Impeachment: the case for and against slinging the sorry ass of George Bush back to Crawford to cut brush instead of screwing up two countries

1. Why Impeachment Is Crucial – by Jennifer Van Bergen/TomPaine.com

With the Democrats in the majority in Congress for the first time in 12 years, and after six years of executive overreach and civil liberties incursions by the Republican administration and Congress, one would think impeachment would be in the air. But many progressives and Democrats—even some who have been on the front lines demanding investigations and prosecutions—view impeachment as the wrong approach and a waste of effort. They say that impeachment can’t take place without Republican backing, which will never happen. They say that impeachment will take time and energy away from more important business, such as getting out of Iraq, lowering taxes, congressional ethics and pulling our budget back into line.

These arguments present a false dilemma, however. The choice is not between impeachment and Iraq, or impeachment and ethics, or impeachment and the budget.

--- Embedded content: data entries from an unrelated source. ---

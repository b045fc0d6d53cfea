use jenkin_application::use_cases::CleanupOldLogsUseCase;
use jenkin_domain::PruneError;
use std::sync::Arc;
use std::time::Duration;
use tokio::time::MissedTickBehavior;
use tokio_util::sync::CancellationToken;
use tracing::{error, info, warn};

const DEFAULT_INTERVAL_SECS: u64 = 86_400;

/// Background job that periodically prunes expired rows from the log table.
pub struct LogRetentionJob {
    cleanup: Arc<CleanupOldLogsUseCase>,
    interval_secs: u64,
    shutdown: CancellationToken,
}

impl LogRetentionJob {
    pub fn new(cleanup: Arc<CleanupOldLogsUseCase>) -> Self {
        Self {
            cleanup,
            interval_secs: DEFAULT_INTERVAL_SECS,
            shutdown: CancellationToken::new(),
        }
    }

    pub fn with_interval(mut self, interval_secs: u64) -> Self {
        self.interval_secs = interval_secs;
        self
    }

    pub fn with_cancellation(mut self, token: CancellationToken) -> Self {
        self.shutdown = token;
        self
    }

    pub async fn start(self: Arc<Self>) {
        info!(
            retention_days = self.cleanup.settings().retention_days(),
            batch_size = self.cleanup.settings().batch_size(),
            interval_secs = self.interval_secs,
            "Starting log retention job"
        );

        tokio::spawn(async move {
            let mut interval = tokio::time::interval(Duration::from_secs(self.interval_secs));
            // a late tick runs once, missed ticks are not replayed
            interval.set_missed_tick_behavior(MissedTickBehavior::Skip);
            loop {
                tokio::select! {
                    _ = self.shutdown.cancelled() => {
                        info!("LogRetentionJob: shutting down");
                        break;
                    }
                    _ = interval.tick() => {
                        self.run_once().await;
                    }
                }
            }
        });
    }

    async fn run_once(&self) {
        match self
            .cleanup
            .execute_with(self.cleanup.settings(), &self.shutdown)
            .await
        {
            Ok(report) => {
                info!(
                    deleted = report.total_deleted,
                    cutoff = %report.cutoff,
                    "Log retention cleanup completed"
                );
            }
            Err(PruneError::AlreadyRunning) => {
                warn!("Log retention cleanup skipped, a run is already in progress");
            }
            Err(PruneError::Cancelled { deleted }) => {
                info!(deleted, "Log retention cleanup interrupted by shutdown");
            }
            Err(e) => {
                error!(error = %e, "Log retention cleanup failed");
            }
        }
    }
}
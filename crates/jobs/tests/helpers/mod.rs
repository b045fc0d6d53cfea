#![allow(dead_code)]

mod mock_log_store;

pub use mock_log_store::MockLogStore;
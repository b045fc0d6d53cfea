use serde::{Deserialize, Serialize};

/// Retention policy for the append-only `logs` table.
///
/// ```toml
/// [retention]
/// enabled = true
/// retention_days = 90
/// batch_size = 10000
/// batch_delay_ms = 100
/// interval_secs = 86400
/// ```
#[derive(Debug, Clone, Deserialize, Serialize)]
pub struct RetentionConfig {
    #[serde(default = "default_true")]
    pub enabled: bool,

    /// Rows strictly older than `now - retention_days` are deleted.
    #[serde(default = "default_retention_days")]
    pub retention_days: u32,

    /// Maximum rows deleted per transaction.
    #[serde(default = "default_batch_size")]
    pub batch_size: u32,

    /// Pause between non-empty batches.
    #[serde(default = "default_batch_delay_ms")]
    pub batch_delay_ms: u64,

    #[serde(default = "default_interval_secs")]
    pub interval_secs: u64,
}

impl Default for RetentionConfig {
    fn default() -> Self {
        Self {
            enabled: true,
            retention_days: default_retention_days(),
            batch_size: default_batch_size(),
            batch_delay_ms: default_batch_delay_ms(),
            interval_secs: default_interval_secs(),
        }
    }
}

fn default_true() -> bool {
    true
}

fn default_retention_days() -> u32 {
    90
}

fn default_batch_size() -> u32 {
    10_000
}

fn default_batch_delay_ms() -> u64 {
    100
}

fn default_interval_secs() -> u64 {
    86_400
}
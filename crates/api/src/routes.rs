use crate::handlers;
use crate::middleware::log_requests;
use crate::state::AppState;
use axum::{
    middleware::from_fn_with_state,
    routing::{get, post},
    Router,
};

pub fn create_api_routes(state: AppState) -> Router {
    Router::new()
        .route("/health", get(handlers::health_check))
        .route("/retention/run", post(handlers::run_retention))
        .with_state(state)
}

/// Full application router: the API under `/api`, wrapped in request logging.
pub fn create_app(state: AppState) -> Router {
    let request_logging = state.request_logging.clone();
    Router::new()
        .nest("/api", create_api_routes(state))
        .layer(from_fn_with_state(request_logging, log_requests))
}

Impeachment proceedings are not the beginning but the end result of a healing process for the nation that needs to begin now. Impeachment begins with investigations.

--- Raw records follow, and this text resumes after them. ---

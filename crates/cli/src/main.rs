use clap::Parser;
use jenkin_api::AppState;
use jenkin_domain::CliOverrides;
use jenkin_jobs::{JobRunner, LogRetentionJob};
use std::net::SocketAddr;
use std::process::ExitCode;
use tokio_util::sync::CancellationToken;
use tracing::{error, info};

mod bootstrap;
mod di;
mod server;

#[derive(Parser)]
#[command(name = "jenkin")]
#[command(version)]
#[command(about = "Jenkin API - log store with scheduled retention")]
struct Cli {
    /// Configuration file path
    #[arg(short = 'c', long, value_name = "FILE")]
    config: Option<String>,

    /// Web server port
    #[arg(short = 'w', long)]
    web_port: Option<u16>,

    /// Bind address
    #[arg(short = 'b', long)]
    bind: Option<String>,

    /// Database URL (e.g. sqlite:./jenkin.db)
    #[arg(long)]
    database: Option<String>,

    /// Log level (trace, debug, info, warn, error)
    #[arg(long)]
    log_level: Option<String>,

    /// Days of logs to keep
    #[arg(long)]
    retention_days: Option<u32>,

    /// Run one retention pass and exit
    #[arg(long)]
    prune_once: bool,
}

#[tokio::main]
async fn main() -> anyhow::Result<ExitCode> {
    let cli = Cli::parse();

    let cli_overrides = CliOverrides {
        web_port: cli.web_port,
        bind_address: cli.bind.clone(),
        database_url: cli.database.clone(),
        log_level: cli.log_level.clone(),
        retention_days: cli.retention_days,
    };

    let config = bootstrap::load_config(cli.config.as_deref(), cli_overrides)?;
    bootstrap::init_logging(&config);

    info!("Starting Jenkin API v{}", env!("CARGO_PKG_VERSION"));

    let pool = bootstrap::init_database(&config.database).await?;

    let repos = di::Repositories::new(pool);
    let use_cases = di::UseCases::new(&repos, &config)?;

    if cli.prune_once {
        return Ok(match use_cases.cleanup_logs.execute().await {
            Ok(report) => {
                info!(
                    deleted = report.total_deleted,
                    batches = report.transactions(),
                    "One-off log retention run finished"
                );
                ExitCode::SUCCESS
            }
            Err(e) => {
                error!(error = %e, "One-off log retention run failed");
                ExitCode::FAILURE
            }
        });
    }

    let shutdown = CancellationToken::new();

    let mut runner = JobRunner::new().with_shutdown_token(shutdown.clone());
    if config.retention.enabled {
        runner = runner.with_log_retention(
            LogRetentionJob::new(use_cases.cleanup_logs.clone())
                .with_interval(config.retention.interval_secs),
        );
    } else {
        info!("Log retention job disabled");
    }
    runner.start().await;

    let app_state = AppState::new(use_cases.cleanup_logs, config.request_logging.clone())
        .with_shutdown_token(shutdown.clone());

    let web_addr: SocketAddr = format!("{}:{}", config.server.bind_address, config.server.web_port)
        .parse()?;

    server::start_web_server(web_addr, app_state, shutdown).await?;

    info!("Server shutdown complete");
    Ok(ExitCode::SUCCESS)
}
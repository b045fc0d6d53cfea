pub mod validated_json;

pub use validated_json::{ValidatedJson, ValidationRejection};
pub mod database;
pub mod repositories;
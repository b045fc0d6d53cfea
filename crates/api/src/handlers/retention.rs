use axum::{extract::State, Json};
use tracing::info;

use crate::{
    dto::{ApiResponse, RetentionReportDto, RunRetentionRequest},
    errors::ApiError,
    extract::ValidatedJson,
    state::AppState,
};

/// Runs one prune immediately, optionally with a different window or batch size.
pub async fn run_retention(
    State(state): State<AppState>,
    ValidatedJson(req): ValidatedJson<RunRetentionRequest>,
) -> Result<Json<ApiResponse<RetentionReportDto>>, ApiError> {
    let settings = state
        .cleanup
        .settings()
        .with_overrides(req.retention_days, req.batch_size)?;

    info!(
        retention_days = settings.retention_days(),
        batch_size = settings.batch_size(),
        "Manual log retention run requested"
    );

    let report = state.cleanup.execute_with(&settings, &state.shutdown).await?;
    Ok(Json(ApiResponse::success(report.into())))
}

The ever-growing list of egregious wrongs by this administration has been hypocritically ignored by the Republican Congress. When you remember what the Republicans did to Clinton over a peccadillo and compare that to the high crimes committed by Bush and his administration, there should not even be an argument over whether to move toward serious investigations with impeachment in mind. We are not talking bipartisanship; we are talking about law and morals.

The charges against this administration are so extensive there are several books that make the legal case ( John Nichols , Elizabeth Holzman , Center for Constitutional Rights , David Lindorff and Barbara Olshansky , Howard Zinn ).

Impeachment groups have formed across the country; at least one major city council, San Francisco’s, passed an impeachment resolution; the new chairman of the House Judiciary Committee, Rep. John Conyers, has issued a 200-plus page report; and there has even a citizens’ impeachment trial, complete with indictment, hearing and verdict.

The grounds for impeachment are far greater now than they were when Congress threatened to impeach President Nixon and there is a tremendous groundswell for impeachment which the newly-elected Congress would do well to heed.

Congress must start the national healing process by selecting an independent prosecutor. We don’t need another commission to merely make a report that finds some comfortable middle and allows the administration to play the national security card to further hide its wrongdoing. A prosecutor will be able to gather evidence from all corners, interview those with real information and see the entire picture. He or she can decide, on the basis of the law, where culpability lies and what charges to bring.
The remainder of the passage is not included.